South Korea Announces Support Measures
To calm the situation, South Korea’s Finance Minister announced emergency plans. The government will offer financial support to industries that are facing immediate difficulties. The financial regulator also said it is prepared to activate a 100 trillion-won market stabilization fund to cushion the blow. Meanwhile, the Bank of Korea pledged to take steps to ensure market stability and prevent panic-driven crashes.
Analysts Expect High Volatility to Continue
Market analysts warned that the situation may remain unstable. Seo Sang-young, an analyst from Mirae Asset Securities, said, “Volatility will continue to remain elevated as Trump’s tariffs and retaliatory measures from other countries are adversely affecting corporate earnings.” Many fear that as global trade tensions rise, companies may struggle to maintain profits.
Major Corporations Suffer Sharp Losses
Several of South Korea’s biggest companies recorded large losses. Samsung Electronics, the country’s top chipmaker, dropped 4.28%, its sharpest decline in over four months. SK Hynix, another major tech firm, slid 7.19%, its worst performance in two months. Car manufacturers also suffered. Hyundai Motor lost 4.95%, its steepest fall since October 2023. Kia Corp fell 4.01%. Battery makers, steel producers, and pharmaceutical firms also posted significant declines.

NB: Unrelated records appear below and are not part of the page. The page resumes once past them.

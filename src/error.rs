//! Structured error types for materialization responses.

use crate::materialize::validate::NameCollision;
use rusqlite::ffi;
use serde::Serialize;
use std::fmt;
use thiserror::Error;

/// Machine-checkable reason codes carried by error responses.
#[derive(Debug, Clone, Copy, Serialize, PartialEq, Eq)]
#[serde(rename_all = "snake_case")]
pub enum ErrorCode {
    // Lookup failures
    NotFound,

    // Conflicts
    DuplicateName,
    InvalidReference,

    // Malformed payloads
    ValidationError,

    // Internal errors
    StorageError,
}

impl ErrorCode {
    pub fn as_str(&self) -> &'static str {
        match self {
            ErrorCode::NotFound => "not_found",
            ErrorCode::DuplicateName => "duplicate_name",
            ErrorCode::InvalidReference => "invalid_reference",
            ErrorCode::ValidationError => "validation_error",
            ErrorCode::StorageError => "storage_error",
        }
    }
}

/// Kind of entity a not-found error refers to.
#[derive(Debug, Clone, Copy, Serialize, PartialEq, Eq)]
#[serde(rename_all = "snake_case")]
pub enum Entity {
    Project,
    CatalogSuper,
    CatalogGroup,
    Template,
}

impl fmt::Display for Entity {
    fn fmt(&self, f: &mut fmt::Formatter<'_>) -> fmt::Result {
        let label = match self {
            Entity::Project => "Project",
            Entity::CatalogSuper => "Catalog super",
            Entity::CatalogGroup => "Catalog group",
            Entity::Template => "Template",
        };
        f.write_str(label)
    }
}

/// Every way a materialization call can fail.
///
/// Any of these aborts the whole unit of work; nothing written by the call
/// survives.
#[derive(Debug, Error)]
pub enum MaterializeError {
    #[error("{entity} not found: {id}")]
    NotFound { entity: Entity, id: String },

    #[error("Duplicate work item names: {}", format_collisions(.collisions))]
    DuplicateName { collisions: Vec<NameCollision> },

    #[error("Invalid parent reference: {message}")]
    InvalidReference { message: String },

    #[error("{field} is required")]
    MissingField { field: String },

    #[error("Invalid value for {field}: {reason}")]
    InvalidValue { field: String, reason: String },

    #[error("{message}")]
    Storage { message: String },
}

fn format_collisions(collisions: &[NameCollision]) -> String {
    if collisions.is_empty() {
        return "a work item with the same name already exists".to_string();
    }
    collisions
        .iter()
        .map(|c| c.name.as_str())
        .collect::<Vec<_>>()
        .join(", ")
}

impl MaterializeError {
    pub fn not_found(entity: Entity, id: impl Into<String>) -> Self {
        Self::NotFound {
            entity,
            id: id.into(),
        }
    }

    pub fn missing_field(field: impl Into<String>) -> Self {
        Self::MissingField {
            field: field.into(),
        }
    }

    pub fn invalid_value(field: impl Into<String>, reason: impl Into<String>) -> Self {
        Self::InvalidValue {
            field: field.into(),
            reason: reason.into(),
        }
    }

    pub fn invalid_reference(message: impl Into<String>) -> Self {
        Self::InvalidReference {
            message: message.into(),
        }
    }

    pub fn storage(message: impl Into<String>) -> Self {
        Self::Storage {
            message: message.into(),
        }
    }

    pub fn code(&self) -> ErrorCode {
        match self {
            MaterializeError::NotFound { .. } => ErrorCode::NotFound,
            MaterializeError::DuplicateName { .. } => ErrorCode::DuplicateName,
            MaterializeError::InvalidReference { .. } => ErrorCode::InvalidReference,
            MaterializeError::MissingField { .. } | MaterializeError::InvalidValue { .. } => {
                ErrorCode::ValidationError
            }
            MaterializeError::Storage { .. } => ErrorCode::StorageError,
        }
    }

    /// Colliding names, for `duplicate_name` errors.
    pub fn collisions(&self) -> &[NameCollision] {
        match self {
            MaterializeError::DuplicateName { collisions } => collisions,
            _ => &[],
        }
    }

    /// Convert into the wire-level error response.
    pub fn to_response(&self) -> ErrorResponse {
        let field = match self {
            MaterializeError::MissingField { field }
            | MaterializeError::InvalidValue { field, .. } => Some(field.clone()),
            _ => None,
        };
        let duplicates = match self {
            MaterializeError::DuplicateName { collisions } => Some(collisions.clone()),
            _ => None,
        };
        ErrorResponse {
            success: false,
            reason: self.code(),
            message: self.to_string(),
            field,
            duplicates,
        }
    }
}

/// Storage errors are translated here; raw constraint text never reaches the
/// caller.
impl From<rusqlite::Error> for MaterializeError {
    fn from(err: rusqlite::Error) -> Self {
        if let rusqlite::Error::SqliteFailure(inner, detail) = &err {
            let detail = detail.as_deref().unwrap_or_default();
            match inner.extended_code {
                ffi::SQLITE_CONSTRAINT_FOREIGNKEY => {
                    tracing::warn!(error = %detail, "foreign key violation during materialization");
                    return MaterializeError::invalid_reference(
                        "a work item references a parent or group that does not exist",
                    );
                }
                ffi::SQLITE_CONSTRAINT_UNIQUE if detail.contains("work_items") => {
                    tracing::warn!(error = %detail, "work item name collision at storage layer");
                    return MaterializeError::DuplicateName {
                        collisions: Vec::new(),
                    };
                }
                _ => {}
            }
        }
        tracing::error!(error = %err, "unexpected storage error during materialization");
        MaterializeError::storage("The materialization could not be stored and was rolled back")
    }
}

/// Structured error body returned to callers.
#[derive(Debug, Clone, Serialize)]
#[serde(rename_all = "camelCase")]
pub struct ErrorResponse {
    pub success: bool,
    pub reason: ErrorCode,
    pub message: String,
    #[serde(skip_serializing_if = "Option::is_none")]
    pub field: Option<String>,
    #[serde(skip_serializing_if = "Option::is_none")]
    pub duplicates: Option<Vec<NameCollision>>,
}

/// Result type for materialization operations.
pub type MaterializeResult<T> = std::result::Result<T, MaterializeError>;

#[cfg(test)]
mod tests {
    use super::*;

    fn sqlite_failure(code: i32, message: &str) -> rusqlite::Error {
        rusqlite::Error::SqliteFailure(ffi::Error::new(code), Some(message.to_string()))
    }

    #[test]
    fn foreign_key_violation_becomes_invalid_reference() {
        let err: MaterializeError =
            sqlite_failure(ffi::SQLITE_CONSTRAINT_FOREIGNKEY, "FOREIGN KEY constraint failed").into();
        assert_eq!(err.code(), ErrorCode::InvalidReference);
        assert!(!err.to_string().contains("FOREIGN KEY"));
    }

    #[test]
    fn work_item_unique_violation_becomes_duplicate_name() {
        let err: MaterializeError = sqlite_failure(
            ffi::SQLITE_CONSTRAINT_UNIQUE,
            "UNIQUE constraint failed: work_items.project_id, work_items.name",
        )
        .into();
        assert_eq!(err.code(), ErrorCode::DuplicateName);
        assert!(err.collisions().is_empty());
    }

    #[test]
    fn other_storage_errors_hide_raw_text() {
        let err: MaterializeError =
            sqlite_failure(ffi::SQLITE_CONSTRAINT_CHECK, "CHECK constraint failed: item_type").into();
        assert_eq!(err.code(), ErrorCode::StorageError);
        assert!(!err.to_string().contains("CHECK"));
    }

    #[test]
    fn missing_field_response_names_the_field() {
        let response = MaterializeError::missing_field("projectId").to_response();
        assert!(!response.success);
        assert_eq!(response.reason, ErrorCode::ValidationError);
        assert_eq!(response.field.as_deref(), Some("projectId"));
        assert_eq!(response.message, "projectId is required");

        let json = serde_json::to_value(&response).unwrap();
        assert_eq!(json["reason"], "validation_error");
        assert!(json.get("duplicates").is_none());
    }

    #[test]
    fn not_found_message_names_entity_and_id() {
        let err = MaterializeError::not_found(Entity::CatalogSuper, "S9");
        assert_eq!(err.to_string(), "Catalog super not found: S9");
        assert_eq!(err.code().as_str(), "not_found");
    }
}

Foreign Investors Sell Off Stocks
Foreign investors continued their selling spree for the seventh day in a row. On Monday alone, they sold off shares worth 1.17 trillion won. This constant outflow is adding more pressure on local markets and weakening investor morale.
Korean Currency Weakens
The Korean won also lost ground. It traded at 1,468.2 per U.S. dollar — down 0.5% from the previous close. This also marked a 2.6% drop from Friday, when the currency had touched a five-week high. That earlier rise came after a court ruling upheld President Yoon Suk Yeol’s impeachment, which briefly reduced political uncertainty.
Default Risk Surges as CDS Spreads Widen
South Korea’s credit risk sharply increased on Monday. The spread on five-year credit default swaps (CDS), which measure the cost of insuring against default, widened to 49.83 basis points. This was up from 40.84 on Friday — the biggest single-day jump since March 2020 and the highest level since January 2023. The jump shows investors are becoming increasingly worried about the country’s financial health.
Bond Yields Drop to Multi-Year Lows
As investors moved to safer assets, bond yields fell. The three-year Korean treasury bond yield dropped by 4.8 basis points to 2.426%, the lowest since March 2022. The 10-year yield also declined by 7.2 basis points to 2.668%, a level not seen since December 2024. Falling yields indicate that investors expect interest rates to stay low or drop further amid economic uncertainty.